Identifying key residues for oxidase activity
Because the emergence of potent oxidase activity in the NctB lineage occurred between Nodes C and D (Fig. 1A), we sought to identify potential amino acid residue positions that also changed during this divergence, since they must be responsible for the evolution of this enzymatic property. Node C and Node D share 82% sequence identity, with 77 of the 431 amino acid positions varying between them (Fig. S3). To minimize the number of amino acid replacements for downstream biochemical analysis, we compared the amino acid identities at these 77 positions with all 31 extant sequences shown in Figure 1A, and the result is shown in Fig. S4. We hypothesized that if Node D had a particular residue at a given sequence position that was not found in any of the dehydrogenases of the alignment, then it could be important for oxidase activity. Using this criterion, we identified 55 sites that uniquely changed between Nodes C and D. However, for the other 22 sites that were inferred to change between Nodes C and D, the Node D enzyme (and/or its descendant NctB oxidases) possessed a residue that some of the dehydrogenases also contained. Because some of the proteins in the dehydrogenase clades also shared the Node D residue, we reasoned that those sites would likely not be important for the evolution of oxidase activity. To evaluate the potential functional importance of the putative oxidase sites, we simultaneously replaced the 55 residues in Node C with the Node D residues found at homologous positions (Node C^55-oxidase^). As shown in Figure 3, G and I and Table 1, the resulting k_ox_^O2^ value for Node C^55-oxidase^ is 2.3 ± 0.1∗10^4^ M^−1^s^−1^, comparable to the value of Node D, suggesting that all or a subset of these residues were involved in the evolution of oxidase activity from an ancestral dehydrogenase. In contrast, when we introduced the 22 positions that were hypothesized not to be important for the evolution of oxidase activity between Nodes C and D into the Node C ancestral enzyme, Node C^22-dehydrogenase^, the resulting k_ox_^O2^ value was 7.0 ± 0.5 M^−1^s^−1^ (Fig. 3, H and I). This value is comparable to Node C and other bona fide dehydrogenases, thereby indicating that these sites are probably not crucial for the evolution of oxidase activity in this lineage.

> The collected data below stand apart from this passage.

#[tokio::test]
async fn test_cancel_during_correction() {
    let h = harness(vec![todo_app_reply(), Step::Hang], fast_settings(1000));
    let id = h.history.create_project("Todo").await.id;
    let run = spawn_message(&h, &id, "build a todo app");

    wait_for_status(&h.orchestrator, &id, |s| s.phase == RunPhase::Verifying).await;
    h.orchestrator
        .report_console(&id, ConsoleMessage::error("ReferenceError: render is not defined"))
        .await;
    wait_for_status(&h.orchestrator, &id, |s| s.phase == RunPhase::Correcting).await;
    wait_for_calls(&h.provider, 2).await;

    let files_before = h.history.current(&id).await.unwrap().files;
    assert!(h.orchestrator.cancel(&id).await.unwrap());
    assert_eq!(run.await.unwrap().unwrap(), RunOutcome::Cancelled);

    let status = h.orchestrator.status(&id).await.unwrap();
    assert_eq!(status.phase, RunPhase::Idle);
    assert!(!status.cancellable);

    let snapshot = h.history.current(&id).await.unwrap();
    assert_eq!(snapshot.files, files_before);
    assert_eq!(snapshot.files["app.js"], "const todos = [];");
    let last = snapshot.messages.last().unwrap();
    assert_eq!(last.role, ChatRole::System);
    assert_eq!(last.content, "Generation cancelled.");
    let applied = snapshot
        .messages
        .iter()
        .filter(|m| m.action == Some(MessageAction::GotoPreview))
        .count();
    assert_eq!(applied, 1);
    // seed, user message, build, correction request, cancel notice
    assert_eq!(h.history.summary(&id).await.unwrap().versions, 5);
}

#[tokio::test]
async fn test_history_navigation_refused_while_running() {
    let h = harness(vec![Step::Hang], fast_settings(50));
    let id = h.history.create_project("Todo").await.id;
    seed_code(&h, &id).await;

    let run = spawn_message(&h, &id, "make it blue");
    wait_for_calls(&h.provider, 1).await;
    let before = h.history.summary(&id).await.unwrap();

    assert!(matches!(
        h.orchestrator.undo(&id).await,
        Err(AppError::RunInProgress(_))
    ));
    assert!(matches!(
        h.orchestrator.redo(&id).await,
        Err(AppError::RunInProgress(_))
    ));
    assert!(matches!(
        h.orchestrator.restore_to(&id, 0).await,
        Err(AppError::RunInProgress(_))
    ));
    assert!(matches!(
        h.orchestrator.rename_project(&id, "Blue Todo").await,
        Err(AppError::RunInProgress(_))
    ));

    let after = h.history.summary(&id).await.unwrap();
    assert_eq!(after, before);
    let last = h.history.current(&id).await.unwrap().messages.pop().unwrap();
    assert_eq!(last.role, ChatRole::User);
    assert_eq!(last.content, "make it blue");

    h.orchestrator.cancel(&id).await.unwrap();
    assert_eq!(run.await.unwrap().unwrap(), RunOutcome::Cancelled);

    // allowed again once the run is over
    assert!(h.orchestrator.undo(&id).await.unwrap());
    let snapshot = h.history.current(&id).await.unwrap();
    assert_eq!(snapshot.messages.last().unwrap().content, "make it blue");
    h.orchestrator.rename_project(&id, "Blue Todo").await.unwrap();
    assert_eq!(h.history.summary(&id).await.unwrap().name, "Blue Todo");
}

#[tokio::test]
async fn test_second_message_refused_while_running() {
    let h = harness(vec![Step::Hang], fast_settings(50));
    let id = h.history.create_project("Todo").await.id;

    let run = spawn_message(&h, &id, "build a todo app");
    wait_for_calls(&h.provider, 1).await;

    let err = h
        .orchestrator
        .send_message(&id, "also add login", None)
        .await
        .unwrap_err();
    assert!(matches!(err, AppError::RunInProgress(ref p) if p == &id));

    h.orchestrator.cancel(&id).await.unwrap();
    assert_eq!(run.await.unwrap().unwrap(), RunOutcome::Cancelled);

    let snapshot = h.history.current(&id).await.unwrap();
    assert!(!snapshot.messages.iter().any(|m| m.content == "also add login"));
}

#[tokio::test]
async fn test_projects_run_independently() {
    let h = harness(vec![Step::Hang, chat_reply("answer for b")], fast_settings(50));
    let a = h.history.create_project("A").await.id;
    let b = h.history.create_project("B").await.id;

    let run_a = spawn_message(&h, &a, "build app a");
    wait_for_calls(&h.provider, 1).await;

    let outcome_b = h
        .orchestrator
        .send_message(&b, "question for b", None)
        .await
        .unwrap();
    assert_eq!(outcome_b, RunOutcome::Answered);
    assert_eq!(
        h.orchestrator.status(&a).await.unwrap().phase,
        RunPhase::Planning
    );

    h.orchestrator.cancel(&a).await.unwrap();
    assert_eq!(run_a.await.unwrap().unwrap(), RunOutcome::Cancelled);

    let b_messages = h.history.current(&b).await.unwrap().messages;
    assert!(!b_messages.iter().any(|m| m.content.contains("app a")));
}

#[tokio::test]
async fn test_remove_project_tears_down_run() {
    let h = harness(vec![Step::Hang], fast_settings(50));
    let id = h.history.create_project("Todo").await.id;

    let run = spawn_message(&h, &id, "build a todo app");
    wait_for_calls(&h.provider, 1).await;

    h.orchestrator.remove_project(&id).await.unwrap();
    assert_eq!(run.await.unwrap().unwrap(), RunOutcome::Cancelled);
    assert!(!h.history.contains(&id).await);
    assert!(matches!(
        h.orchestrator.status(&id).await,
        Err(AppError::NotFound(_))
    ));
}

#[tokio::test]
async fn test_telemetry_for_removed_project_is_dropped() {
    let h = harness(vec![], fast_settings(50));
    let id = h.history.create_project("Todo").await.id;

    assert!(h.orchestrator.report_console(&id, ConsoleMessage::log("ready")).await);
    assert!(h.orchestrator.telemetry().contains(&id).await);

    h.orchestrator.remove_project(&id).await.unwrap();
    assert!(!h.orchestrator.telemetry().contains(&id).await);

    for _ in 0..10 {
        assert!(!h
            .orchestrator
            .report_console(&id, ConsoleMessage::error("late"))
            .await);
    }
    assert!(!h
        .orchestrator
        .report_console("never-created", ConsoleMessage::log("stray"))
        .await);
    assert!(!h.orchestrator.telemetry().contains(&id).await);
    assert!(!h.orchestrator.telemetry().contains("never-created").await);
}

// ============================================================================
// Failures
// ============================================================================

#[tokio::test]
async fn test_transient_failures_are_retried_then_reported() {
    let server_error = || {
        Step::Fail(LlmError::ServerError {
            message: "HTTP 503".to_string(),
            status: Some(503),
        })
    };
    let h = harness(
        vec![server_error(), server_error(), server_error()],
        fast_settings(50),
    );
    let id = h.history.create_project("Todo").await.id;

    let outcome = h
        .orchestrator
        .send_message(&id, "build a todo app", None)
        .await
        .unwrap();
    assert!(matches!(outcome, RunOutcome::Failed(ref detail) if detail.contains("503")));
    assert_eq!(h.provider.calls(), 3);

    let last = h.history.current(&id).await.unwrap().messages.pop().unwrap();
    assert_eq!(last.role, ChatRole::Model);
    assert!(last.content.contains("temporarily unavailable"));
    assert!(!last.content.contains("503"));
    assert_eq!(
        h.orchestrator.status(&id).await.unwrap().phase,
        RunPhase::Idle
    );
}

#[tokio::test]
async fn test_auth_failure_is_not_retried() {
    let h = harness(
        vec![Step::Fail(LlmError::AuthenticationFailed {
            message: "bad key".to_string(),
        })],
        fast_settings(50),
    );
    let id = h.history.create_project("Todo").await.id;

    let outcome = h
        .orchestrator
        .send_message(&id, "build a todo app", None)
        .await
        .unwrap();
    assert!(matches!(outcome, RunOutcome::Failed(_)));
    assert_eq!(h.provider.calls(), 1);
}

#[tokio::test]
async fn test_malformed_output_is_retried_with_reminder() {
    let h = harness(
        vec![
            Step::Reply("Sorry, I can only answer in prose.".to_string()),
            chat_reply("Hello!"),
        ],
        fast_settings(50),
    );
    let id = h.history.create_project("Todo").await.id;

    let outcome = h.orchestrator.send_message(&id, "hi", None).await.unwrap();
    assert_eq!(outcome, RunOutcome::Answered);

    let requests = h.provider.requests();
    assert_eq!(requests.len(), 2);
    assert_eq!(requests[1].messages.len(), requests[0].messages.len() + 1);
    assert!(requests[1].text().contains("valid structured output"));
}

#[tokio::test]
async fn test_empty_message_is_rejected() {
    let h = harness(vec![], fast_settings(50));
    let id = h.history.create_project("Todo").await.id;
    let err = h.orchestrator.send_message(&id, "   ", None).await.unwrap_err();
    assert!(matches!(err, AppError::Validation(_)));
    assert_eq!(h.history.summary(&id).await.unwrap().versions, 1);
}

We next used site-directed mutagenesis to individually mutate residues in Node D towards those found in Node C, to generate 55 “reverse” (D→C) mutants that were subsequently purified and characterized. We chose to analyze reverse mutants instead of “forward” (C→D) mutants because we hypothesized that the gain in oxidase activity between Node C and Node D might require “permissive” epistatic amino acid replacements; if true, many of the 55 individual “forward” mutations would likely be uninformative alone (33). All 55 single mutants were screened for oxidase activity in steady-state assays using an oxygen probe to monitor the rate of oxygen consumption with 6OHN as the substrate (Fig. S5). Of the 55 single mutants tested, 21 of them showed a 25% or greater reduction in activity relative to Node D (Fig. 5). Five single mutants reduced activity by more than 60%, and three of these (Glu300Thr, Met100Val and Ala90Val) dramatically reduced the oxygen consumption rate to a level similar to Node C (Fig. 5).Figure 5Relative oxidase activity of D→C single mutants using 6OHN as a substrate. Relative oxidase activity was calculated using Equation 5. Residue replacements with >60%, 60 to 40%, and 40 to 25% decrease in relative reaction rate are colored with orange, red, and green, respectively. Note that numbers represent the residue position in Node D, and replacement information indicates the amino acid in Node D that is replaced with the residue present in Node C for each D→C variant. Data for additional variants can be found in Fig. S5. Error bars represent standard deviations.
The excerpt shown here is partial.